Particularly vitriolic in her attacks was Franklin's wife. Lady Jane Franklin sought to glorify the memory of her husband as the man who found the Northwest Passage, so unsurprisingly Rae's discoveries did not go down well.
Aiding Lady Franklin was the writer Charles Dickens.
Dickens published articles rejecting Rae’s conclusions and the manner in which he had reached them. According to Dickens, it was unthinkable that the English Navy "would or could in any extremity of hunger, alleviate that pains of starvation by this horrible means".
But Rae refused to back down. He stood by the content of his report and the circumstances surrounding the fate of the Franklin Expedition.
The full story was only revealed when an expedition sent by Lady Franklin found a small cairn at Point Victory, on the north west coast of King William Island.
Here, one Lieutenant Crozier, second in command, had left a message confirming that Sir John Franklin had died on June 11, 1847. Franklin had been the 25th man to perish on the expedition.
The cairn was found in May 1859, 11 years after Crozier had written that the survivors were starting out for Great Fish River. Skeletons of some of the last survivors appeared to confirm that the men had resorted to cannibalism.
Dr John Rae retired from the Hudson's Bay Company in 1856 at the age of 43. But his exploring days were far from over.
When the Atlantic telegraph cable failed, a route was suggested through the Faroe Islands, Iceland and Greenland to North America. Rae was called upon to explore the landward side of this route.

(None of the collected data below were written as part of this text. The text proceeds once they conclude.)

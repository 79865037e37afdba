//! Store factory for startup selection

use std::sync::Arc;
use std::time::Duration;

use serde::{Deserialize, Serialize};
use tracing::{info, warn};

use crate::domain::KeyValueStore;

use super::in_memory::InMemoryStore;
use super::redis::{RedisStore, RedisStoreConfig};

/// Values shipped in sample env files that must not be treated as credentials
const PLACEHOLDER_URLS: &[&str] = &["your_redis_url_here"];

/// Configuration for store selection
#[derive(Debug, Clone, PartialEq, Eq, Serialize, Deserialize)]
#[serde(default)]
pub struct StoreConfig {
    /// Redis URL; absent means the in-memory store is used
    pub redis_url: Option<String>,
    /// Connection timeout in seconds
    pub connection_timeout_secs: u64,
}

impl Default for StoreConfig {
    fn default() -> Self {
        Self {
            redis_url: None,
            connection_timeout_secs: 5,
        }
    }
}

impl StoreConfig {
    pub fn in_memory() -> Self {
        Self::default()
    }

    pub fn redis(url: impl Into<String>) -> Self {
        Self {
            redis_url: Some(url.into()),
            ..Default::default()
        }
    }

    /// Whether real remote credentials are present
    pub fn is_configured(&self) -> bool {
        self.usable_url().is_some()
    }

    fn usable_url(&self) -> Option<&str> {
        self.redis_url
            .as_deref()
            .map(str::trim)
            .filter(|url| !url.is_empty() && !PLACEHOLDER_URLS.contains(url))
    }
}

/// Factory for creating store instances
#[derive(Debug, Default)]
pub struct StoreFactory;

impl StoreFactory {
    pub fn new() -> Self {
        Self
    }

    /// Creates the configured store, downgrading to memory on any failure
    pub async fn create(&self, config: &StoreConfig) -> Arc<dyn KeyValueStore> {
        let Some(url) = config.usable_url() else {
            info!("Redis not configured, using in-memory store");
            return self.create_in_memory();
        };

        let redis_config = RedisStoreConfig::new(url)
            .with_connection_timeout(Duration::from_secs(config.connection_timeout_secs));

        match RedisStore::connect(&redis_config).await {
            Ok(store) => {
                info!("Connected to Redis store");
                Arc::new(store)
            }
            Err(e) => {
                warn!(error = %e, "Failed to initialize Redis store, falling back to in-memory");
                self.create_in_memory()
            }
        }
    }

    pub fn create_in_memory(&self) -> Arc<dyn KeyValueStore> {
        Arc::new(InMemoryStore::new())
    }
}

#[cfg(test)]
mod tests {
    use super::*;

    #[test]
    fn test_is_configured() {
        assert!(!StoreConfig::in_memory().is_configured());
        assert!(!StoreConfig::redis("").is_configured());
        assert!(!StoreConfig::redis("  ").is_configured());
        assert!(!StoreConfig::redis("your_redis_url_here").is_configured());
        assert!(StoreConfig::redis("redis://localhost:6379").is_configured());
    }

    #[tokio::test]
    async fn test_factory_create_in_memory_without_url() {
        let store = StoreFactory::new().create(&StoreConfig::in_memory()).await;
        assert_eq!(store.backend_name(), "in_memory");
    }

    #[tokio::test]
    async fn test_factory_falls_back_on_invalid_url() {
        let store = StoreFactory::new()
            .create(&StoreConfig::redis("definitely not a url"))
            .await;
        assert_eq!(store.backend_name(), "in_memory");
    }

    #[tokio::test]
    async fn test_factory_falls_back_on_unreachable_redis() {
        let mut config = StoreConfig::redis("redis://127.0.0.1:1");
        config.connection_timeout_secs = 1;

        let store = StoreFactory::new().create(&config).await;
        assert_eq!(store.backend_name(), "in_memory");
    }
}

Then, in 1884, he accepted a task that brought him back, for the time being, into the service of the Hudson's Bay Company. The HBC, in partnership with the Western Telegraph Union Company, was exploring the possibility of a telegraph route through Siberia, the Bering Strait, Alaska and British Columbia. Rae was asked to survey a section of the proposed route from Red River to Victoria.
In the course of this survey he negotiated a considerable stretch of the Fraser River in a dugout canoe, without a guide. His survey notes proved of value in the later development of the Canadian west.
But following the Franklin controversy, John Rae, and his exploits, began to slip from the pages of the history books. His achievements were ignored or, at best, grudgingly acknowledged.
Although they had failed to find the North West passage, Franklin and his officers were posthumously knighted. Aside from his other achievements, Rae had found the Passage but received no recognition or award. He was the only major explorer of the era not to receive a knighthood.
Dr John Rae died in London on July 22, 1893, aged 79.
On Saturday, July 29, 1893, his body arrived in Kirkwall on board the paddle steamer St Magnus. A solemn crowd gathered to pay their respects as John Rae returned home for the last time.
His coffin was carried to St Magnus Cathedral where he was buried with great ceremony. His remains lie in the Cathedral kirkyard, marked by a humble gravestone.
Inside the cathedral nave is a memorial to the man - a recumbent figure carved in stone. Wearing his Arctic travelling clothes, Rae sleeps with his gun by his side, and a blanket, or sleeping bag, thrown over his body.
As a boy I remember asking my parents why the "sleeping man" was there. The response sums it up - they didn't know. And neither do many.
There is one consolation, however. A growing number people are becoming aware of John Rae and his achievements.
So perhaps there is still a chance that his rightful place in history will be restored.